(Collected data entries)
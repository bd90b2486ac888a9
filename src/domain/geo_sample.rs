use crate::domain::coordinate::{CoordinateError, validate_altitude, validate_latitude, validate_longitude};

/// A WGS84 reading. A missing altitude counts as zero.
#[derive(Clone, Copy, Default, Debug, PartialEq)]
pub struct GeoSample {
    pub lat: f64,
    pub lon: f64,
    pub alt: Option<f64>,
}

impl GeoSample {
    pub fn new(lat: f64, lon: f64, alt: Option<f64>) -> Self {
        GeoSample { lat, lon, alt }
    }

    pub fn try_new(lat: f64, lon: f64, alt: Option<f64>) -> Result<Self, CoordinateError> {
        Ok(GeoSample {
            lat: validate_latitude(lat)?,
            lon: validate_longitude(lon)?,
            alt: alt.map(validate_altitude).transpose()?,
        })
    }

    pub fn altitude_or_zero(&self) -> f64 {
        self.alt.unwrap_or(0.0)
    }
}
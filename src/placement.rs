use crate::domain::{LocalOffset, ScenePosition};

pub const DEFAULT_MIN_HEIGHT: f64 = 10.0;

/// Converts local offsets into scene units. The height floor is applied here, after scaling,
/// and never inside the geodetic transform.
#[derive(Clone, Copy, Debug, PartialEq)]
pub struct ScenePlacement {
    scale: f64,
    min_height: f64,
}

impl Default for ScenePlacement {
    fn default() -> Self {
        ScenePlacement {
            scale: 1.0,
            min_height: DEFAULT_MIN_HEIGHT,
        }
    }
}

impl ScenePlacement {
    pub fn new(scale: f64, min_height: f64) -> Self {
        ScenePlacement { scale, min_height }
    }

    pub fn scale(&self) -> f64 {
        self.scale
    }

    pub fn min_height(&self) -> f64 {
        self.min_height
    }

    pub fn place(&self, offset: &LocalOffset) -> ScenePosition {
        ScenePosition {
            x: offset.east * self.scale,
            y: self.clamp_height(offset.up * self.scale),
            z: offset.north * self.scale,
        }
    }

    pub fn clamp_height(&self, height: f64) -> f64 {
        height.max(self.min_height)
    }
}
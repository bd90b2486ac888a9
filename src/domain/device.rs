use crate::domain::ScenePosition;
use serde::{Deserialize, Serialize};

/// Reserved id of the live user marker. Persisted devices use positive ids and temporary,
/// not yet persisted devices negative ones.
pub const USER_DEVICE_ID: i64 = 0;
pub const USER_DEVICE_NAME: &str = "user";

#[derive(Clone, PartialEq, Debug, Serialize, Deserialize)]
pub struct Device {
    pub id: i64,
    pub name: String,
    pub role: DeviceRole,
    pub active: bool,
    pub position: ScenePosition,
}

impl Device {
    pub fn is_temporary(&self) -> bool {
        self.id < 0
    }

    pub fn apply(&mut self, patch: DevicePatch) {
        if let Some(name) = patch.name {
            self.name = name;
        }
        if let Some(role) = patch.role {
            self.role = role;
        }
        if let Some(active) = patch.active {
            self.active = active;
        }
        if let Some(position) = patch.position {
            self.position = position;
        }
    }
}

#[derive(Clone, Copy, PartialEq, Eq, Hash, Debug, Serialize, Deserialize)]
#[serde(rename_all = "lowercase")]
pub enum DeviceRole {
    Receiver,
    Desired,
    Jammer,
    User,
}

impl DeviceRole {
    pub fn sidebar_rank(&self) -> u8 {
        match self {
            DeviceRole::Receiver => 1,
            DeviceRole::Desired => 2,
            DeviceRole::Jammer => 3,
            DeviceRole::User => 4,
        }
    }
}

/// A partial device update. Fields left as `None` keep their current value.
#[derive(Clone, PartialEq, Debug, Default)]
pub struct DevicePatch {
    pub id: i64,
    pub name: Option<String>,
    pub role: Option<DeviceRole>,
    pub active: Option<bool>,
    pub position: Option<ScenePosition>,
}

impl DevicePatch {
    pub fn new(id: i64) -> Self {
        DevicePatch { id, ..Default::default() }
    }

    pub fn user_marker(position: ScenePosition) -> Self {
        DevicePatch {
            id: USER_DEVICE_ID,
            name: Some(USER_DEVICE_NAME.to_string()),
            role: Some(DeviceRole::User),
            active: Some(true),
            position: Some(position),
        }
    }

    pub fn position(mut self, position: ScenePosition) -> Self {
        self.position = Some(position);
        self
    }

    pub fn active(mut self, active: bool) -> Self {
        self.active = Some(active);
        self
    }

    pub fn into_device(self) -> Device {
        Device {
            id: self.id,
            name: self.name.unwrap_or_else(|| format!("device-{}", self.id)),
            role: self.role.unwrap_or(DeviceRole::User),
            active: self.active.unwrap_or(true),
            position: self.position.unwrap_or_default(),
        }
    }
}
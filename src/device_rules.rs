use crate::domain::device::{Device, DeviceRole};
use thiserror::Error;

#[derive(Clone, Copy, Debug, Default, PartialEq, Eq)]
pub struct ActiveCounts {
    pub tx: usize,
    pub rx: usize,
}

#[derive(Error, Debug, PartialEq)]
pub enum DeviceRuleError {
    #[error("at least one active desired transmitter and one active receiver are required, found {tx} and {rx}")]
    NotOperational { tx: usize, rx: usize },
}

pub fn count_active<'a>(devices: impl IntoIterator<Item = &'a Device>) -> ActiveCounts {
    devices
        .into_iter()
        .filter(|device| device.active)
        .fold(ActiveCounts::default(), |mut counts, device| {
            match device.role {
                DeviceRole::Desired => counts.tx += 1,
                DeviceRole::Receiver => counts.rx += 1,
                DeviceRole::Jammer | DeviceRole::User => {}
            }
            counts
        })
}

pub fn ensure_operational<'a>(devices: impl IntoIterator<Item = &'a Device>) -> Result<ActiveCounts, DeviceRuleError> {
    let counts = count_active(devices);
    if counts.tx < 1 || counts.rx < 1 {
        return Err(DeviceRuleError::NotOperational {
            tx: counts.tx,
            rx: counts.rx,
        });
    }

    Ok(counts)
}

/// Receivers first, then desired transmitters, jammers and the user marker, each group by name.
pub fn sorted_for_sidebar<'a>(devices: impl IntoIterator<Item = &'a Device>) -> Vec<&'a Device> {
    let mut sorted = devices.into_iter().collect::<Vec<_>>();
    sorted.sort_by(|a, b| {
        a.role
            .sidebar_rank()
            .cmp(&b.role.sidebar_rank())
            .then_with(|| a.name.cmp(&b.name))
    });
    sorted
}
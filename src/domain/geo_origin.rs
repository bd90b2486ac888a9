use crate::domain::coordinate::{CoordinateError, validate_altitude, validate_latitude, validate_longitude};

/// The anchor of the local tangent plane. All local offsets of a scene session are expressed
/// relative to a single origin, so the value is never mutated once a session has started.
#[derive(Clone, Copy, Default, Debug, PartialEq)]
pub struct GeoOrigin {
    pub lat: f64,
    pub lon: f64,
    pub alt: f64, // In meters
}

impl GeoOrigin {
    pub fn new(lat: f64, lon: f64) -> Self {
        GeoOrigin { lat, lon, alt: 0.0 }
    }

    pub fn with_altitude(self, alt: f64) -> Self {
        GeoOrigin { alt, ..self }
    }

    pub fn try_new(lat: f64, lon: f64, alt: f64) -> Result<Self, CoordinateError> {
        Ok(GeoOrigin {
            lat: validate_latitude(lat)?,
            lon: validate_longitude(lon)?,
            alt: validate_altitude(alt)?,
        })
    }
}
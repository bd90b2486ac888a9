use simworld_tracker::app_config::AppConfig;
use simworld_tracker::domain::LocationFix;
use simworld_tracker::domain::events::Event;
use simworld_tracker::location::{TrackerSettings, read_fixes, track};
use simworld_tracker::store::Store;
use simworld_tracker::store_listener::store_listener;
use tokio::io::{BufReader, stdin};
use tokio::sync::mpsc;
use tokio::task;
use tracing::info;

#[tokio::main]
async fn main() -> Result<(), Box<dyn std::error::Error>> {
    tracing_subscriber::fmt().with_max_level(tracing::Level::INFO).init();

    info!("🪵 Starting {} v{}", env!("CARGO_PKG_NAME"), env!("CARGO_PKG_VERSION"));

    let config = AppConfig::load()?;
    let origin = config.scene().origin();
    info!(
        "✅  Loaded configuration, scene origin at ({}, {}, {} m)",
        origin.lat, origin.lon, origin.alt
    );

    let (tx, rx) = mpsc::channel::<Event>(config.core().store_buffer_size());
    let mut store = Store::new(rx);
    let notifier_rx = store.notifier();

    let listener = task::spawn(store_listener(notifier_rx));
    info!("✅  Initialized store listener");

    let store_handle = task::spawn(async move {
        store.listen().await;
    });
    info!("✅  Initialized store");

    let (fix_tx, fix_rx) = mpsc::channel::<LocationFix>(config.core().fix_buffer_size());
    let tracker = task::spawn(track(fix_rx, tx, TrackerSettings::from(&config)));
    info!("✅  Initialized location tracker");

    info!("🔥 {} is up and running, reading location fixes from stdin", env!("CARGO_PKG_NAME"));
    read_fixes(BufReader::new(stdin()), fix_tx).await?;

    let report = tracker.await?;
    store_handle.await?;
    listener.await?;
    info!(accepted = report.accepted, rejected = report.rejected, "👋 {} stopped", env!("CARGO_PKG_NAME"));

    Ok(())
}
use crate::device_rules::{count_active, sorted_for_sidebar};
use crate::store::StoreSnapshot;
use tokio::sync::watch::Receiver;
use tracing::{debug, info, instrument};

#[instrument(skip_all)]
pub async fn store_listener(mut rx: Receiver<StoreSnapshot>) -> usize {
    let mut updates = 0;
    while rx.changed().await.is_ok() {
        let snapshot: StoreSnapshot = rx.borrow_and_update().clone();
        updates += 1;

        let counts = count_active(snapshot.devices.values());
        info!(tx = counts.tx, rx = counts.rx, "📡 Scene holds {} device(s)", snapshot.devices.len());
        for device in sorted_for_sidebar(snapshot.devices.values()) {
            debug!(device_id = device.id, "  {:?} '{}' at {}", device.role, device.name, device.position);
        }
    }
    updates
}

[Problem requirements] Repeat word for word from the line holding "let (fix_tx, fix_rx)" down to the last line above, including both.

[Response area]
    let (fix_tx, fix_rx) = mpsc::channel::<LocationFix>(config.core().fix_buffer_size());
    let tracker = task::spawn(track(fix_rx, tx, TrackerSettings::from(&config)));
    info!("✅  Initialized location tracker");

    info!("🔥 {} is up and running, reading location fixes from stdin", env!("CARGO_PKG_NAME"));
    read_fixes(BufReader::new(stdin()), fix_tx).await?;

    let report = tracker.await?;
    store_handle.await?;
    listener.await?;
    info!(accepted = report.accepted, rejected = report.rejected, "👋 {} stopped", env!("CARGO_PKG_NAME"));

    Ok(())
}
use crate::device_rules::{count_active, sorted_for_sidebar};
use crate::store::StoreSnapshot;
use tokio::sync::watch::Receiver;
use tracing::{debug, info, instrument};

#[instrument(skip_all)]
pub async fn store_listener(mut rx: Receiver<StoreSnapshot>) -> usize {
    let mut updates = 0;
    while rx.changed().await.is_ok() {
        let snapshot: StoreSnapshot = rx.borrow_and_update().clone();
        updates += 1;

        let counts = count_active(snapshot.devices.values());
        info!(tx = counts.tx, rx = counts.rx, "📡 Scene holds {} device(s)", snapshot.devices.len());
        for device in sorted_for_sidebar(snapshot.devices.values()) {
            debug!(device_id = device.id, "  {:?} '{}' at {}", device.role, device.name, device.position);
        }
    }
    updates
}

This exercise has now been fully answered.